- What to do
Report each line of the entries that includes "TrendBias" by copying it.
(Given data begins)
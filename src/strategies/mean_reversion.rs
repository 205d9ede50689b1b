//! Mean Reversion: fades Bollinger-band extremes inside a low-ADX range,
//! confirmed by RSI and structural zone proximity, filtered by H4 trend.

use rust_decimal::Decimal;
use rust_decimal_macros::dec;

use crate::domain::candle::Granularity;
use crate::domain::signal::{Direction, EntrySignal, GateDiagnostics, StrategyResult};
use crate::domain::zone::ZoneRole;
use crate::indicators::{adx, atr, bollinger, rsi};
use crate::risk::stops;
use crate::session;
use crate::strategies::trend::{h4_trend_bias, TrendBias};
use crate::strategies::{StrategyContext, TradingStrategy};
use crate::zones::detect_zones;

const GATES: &[&str] = &[
    "data_sufficiency",
    "session",
    "range_detection",
    "band_extreme",
    "oscillator_agreement",
    "zone_proximity",
    "trend_filter",
    "stop_target",
];

const MIN_H1_CANDLES: usize = 51;
const MIN_M15_CANDLES: usize = 29;
const H1_ADX_PERIOD: usize = 14;
const M15_BOLLINGER_PERIOD: usize = 20;
const M15_RSI_PERIOD: usize = 14;

pub struct MeanReversionConfig {
    pub pip: Decimal,
    pub adx_ceiling: Decimal,
    pub rsi_oversold: Decimal,
    pub rsi_overbought: Decimal,
    pub zone_proximity_pips: Decimal,
    pub zone_tolerance: Decimal,
    pub zone_min_strength: u32,
    pub atr_buffer_period: usize,
}

impl Default for MeanReversionConfig {
    fn default() -> Self {
        Self {
            pip: dec!(0.0001),
            adx_ceiling: dec!(25),
            rsi_oversold: dec!(30),
            rsi_overbought: dec!(70),
            zone_proximity_pips: dec!(15),
            zone_tolerance: dec!(0.0020),
            zone_min_strength: 2,
            atr_buffer_period: 14,
        }
    }
}

#[derive(Default)]
pub struct MeanReversionStrategy {
    config: MeanReversionConfig,
}

impl MeanReversionStrategy {
    pub fn new(config: MeanReversionConfig) -> Self {
        Self { config }
    }
}

impl TradingStrategy for MeanReversionStrategy {
    fn id(&self) -> &'static str {
        "mean_reversion"
    }

    fn gates(&self) -> &'static [&'static str] {
        GATES
    }

    fn evaluate(&self, ctx: &StrategyContext) -> StrategyResult {
        let mut diagnostics = GateDiagnostics::default();

        if !ctx.has_minimum(Granularity::H1, MIN_H1_CANDLES)
            || !ctx.has_minimum(Granularity::M15, MIN_M15_CANDLES)
            || !ctx.has_minimum(Granularity::H4, 51)
        {
            diagnostics.fail("data_sufficiency");
            return StrategyResult::veto("insufficient candle data", diagnostics);
        }
        diagnostics.record_pass("data_sufficiency");

        if !session::admits(ctx.config.session, ctx.evaluated_at) {
            diagnostics.fail("session");
            return StrategyResult::veto("outside session window", diagnostics);
        }
        diagnostics.record_pass("session");

        let h1 = ctx.series(Granularity::H1).unwrap();
        let m15 = ctx.series(Granularity::M15).unwrap();
        let h4 = ctx.series(Granularity::H4).unwrap();

        let h1_adx = match adx(h1, H1_ADX_PERIOD) {
            Some(v) => v,
            None => {
                diagnostics.fail("range_detection");
                return StrategyResult::veto("ADX unavailable", diagnostics);
            }
        };
        if h1_adx >= self.config.adx_ceiling {
            diagnostics.fail("range_detection");
            return StrategyResult::veto("market is trending, not ranging", diagnostics);
        }
        diagnostics.record_pass("range_detection");

        let (lower, middle, upper) = match bollinger(m15, M15_BOLLINGER_PERIOD, 2.0) {
            Some(bands) => bands,
            None => {
                diagnostics.fail("band_extreme");
                return StrategyResult::veto("Bollinger bands unavailable", diagnostics);
            }
        };
        let latest_close = m15.last().unwrap().close;
        let direction = if latest_close <= lower {
            Direction::Buy
        } else if latest_close >= upper {
            Direction::Sell
        } else {
            diagnostics.fail("band_extreme");
            return StrategyResult::veto("price not at a band extreme", diagnostics);
        };
        diagnostics.record_pass("band_extreme");

        let m15_rsi = match rsi(m15, M15_RSI_PERIOD) {
            Some(v) => v,
            None => {
                diagnostics.fail("oscillator_agreement");
                return StrategyResult::veto("RSI unavailable", diagnostics);
            }
        };
        let rsi_agrees = match direction {
            Direction::Buy => m15_rsi < self.config.rsi_oversold,
            Direction::Sell => m15_rsi > self.config.rsi_overbought,
        };
        if !rsi_agrees {
            diagnostics.fail("oscillator_agreement");
            return StrategyResult::veto("oscillator does not agree with band extreme", diagnostics);
        }
        diagnostics.record_pass("oscillator_agreement");

        let zones = detect_zones(
            h1,
            self.config.zone_tolerance,
            self.config.zone_min_strength,
            ctx.evaluated_at,
        );
        let target_role = match direction {
            Direction::Buy => ZoneRole::Support,
            Direction::Sell => ZoneRole::Resistance,
        };
        let nearby_zone = zones
            .iter()
            .filter(|z| z.role == target_role)
            .min_by_key(|z| (z.level - latest_close).abs())
            .filter(|z| {
                (z.level - latest_close).abs() <= self.config.zone_proximity_pips * self.config.pip
            });
        let zone = match nearby_zone {
            Some(z) => z,
            None => {
                diagnostics.fail("zone_proximity");
                return StrategyResult::veto("no structural zone nearby", diagnostics);
            }
        };
        diagnostics.record_pass("zone_proximity");

        let trend = match h4_trend_bias(h4) {
            Some(t) => t,
            None => {
                diagnostics.fail("trend_filter");
                return StrategyResult::veto("trend indicators unavailable", diagnostics);
            }
        };
        let counter_trend = matches!(
            (trend, direction),
            (TrendBias::Bullish, Direction::Sell) | (TrendBias::Bearish, Direction::Buy)
        );
        if counter_trend {
            diagnostics.fail("trend_filter");
            return StrategyResult::veto("signal direction opposes H4 trend", diagnostics);
        }
        diagnostics.record_pass("trend_filter");

        let atr_buffer = match atr(h1, self.config.atr_buffer_period) {
            Some(v) => v,
            None => {
                diagnostics.fail("stop_target");
                return StrategyResult::veto("ATR unavailable", diagnostics);
            }
        };

        let entry = latest_close;
        let (stop, target) = stops::mean_reversion(
            entry,
            direction,
            zone.level,
            atr_buffer,
            middle,
            self.config.pip,
        );
        diagnostics.record_pass("stop_target");

        StrategyResult::Signal(EntrySignal {
            direction,
            entry_price: entry,
            stop_loss: stop,
            take_profit: target,
            zone: Some(zone.clone()),
            reason: format!("{direction} mean reversion from band extreme near {}", zone.level),
            stream: ctx.config.name.clone(),
            evaluated_at: ctx.evaluated_at,
        })
    }
}

#[cfg(test)]
mod tests {
    use super::*;
    use crate::domain::candle::Candle;
    use crate::domain::stream_config::{SessionWindow, StreamConfig};
    use chrono::{TimeZone, Utc};
    use std::collections::HashMap;
    use std::time::Duration;

    fn stream_config() -> StreamConfig {
        StreamConfig {
            name: "reversion-stream".to_string(),
            instrument: "EUR_USD".to_string(),
            strategy_id: "mean_reversion".to_string(),
            granularities: vec![Granularity::H1, Granularity::M15, Granularity::H4],
            poll_interval: Duration::from_secs(900),
            risk_percent_per_trade: dec!(1),
            max_concurrent_positions: 1,
            target_rr: None,
            session: SessionWindow::all_day(),
            enabled: true,
        }
    }

    #[test]
    fn vetoes_with_insufficient_data() {
        let ctx = StrategyContext {
            config: stream_config(),
            candles: HashMap::new(),
            evaluated_at: Utc.with_ymd_and_hms(2026, 1, 1, 12, 0, 0).unwrap(),
        };
        let result = MeanReversionStrategy::default().evaluate(&ctx);
        assert!(!result.is_signal());
    }

    #[test]
    fn vetoes_when_trending_per_adx() {
        let h1: Vec<Candle> = (0..MIN_H1_CANDLES as i64)
            .map(|i| Candle {
                instrument: "EUR_USD".to_string(),
                granularity: Granularity::H1,
                timestamp: Utc.timestamp_opt(i * 3600, 0).unwrap(),
                open: Decimal::from_f64_retain(1.10 + i as f64 * 0.001).unwrap(),
                high: Decimal::from_f64_retain(1.101 + i as f64 * 0.001).unwrap(),
                low: Decimal::from_f64_retain(1.099 + i as f64 * 0.001).unwrap(),
                close: Decimal::from_f64_retain(1.1005 + i as f64 * 0.001).unwrap(),
                volume: dec!(1000),
            })
            .collect();
        let m15: Vec<Candle> = (0..MIN_M15_CANDLES as i64)
            .map(|i| Candle {
                instrument: "EUR_USD".to_string(),
                granularity: Granularity::M15,
                timestamp: Utc.timestamp_opt(i * 900, 0).unwrap(),
                open: dec!(1.1000),
                high: dec!(1.1005),
                low: dec!(1.0995),
                close: dec!(1.1000),
                volume: dec!(1000),
            })
            .collect();
        let h4: Vec<Candle> = (0..51)
            .map(|i| Candle {
                instrument: "EUR_USD".to_string(),
                granularity: Granularity::H4,
                timestamp: Utc.timestamp_opt(i * 14400, 0).unwrap(),
                open: dec!(1.1000),
                high: dec!(1.1010),
                low: dec!(1.0990),
                close: dec!(1.1000),
                volume: dec!(1000),
            })
            .collect();

        let mut candles = HashMap::new();
        candles.insert(Granularity::H1, h1);
        candles.insert(Granularity::M15, m15);
        candles.insert(Granularity::H4, h4);

        let ctx = StrategyContext {
            config: stream_config(),
            candles,
            evaluated_at: Utc.with_ymd_and_hms(2026, 1, 1, 12, 0, 0).unwrap(),
        };
        let result = MeanReversionStrategy::default().evaluate(&ctx);
        assert!(!result.is_signal());
    }
}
(Given data ends)
- Answer section
use crate::strategies::trend::{h4_trend_bias, TrendBias};
            (TrendBias::Bullish, Direction::Sell) | (TrendBias::Bearish, Direction::Buy)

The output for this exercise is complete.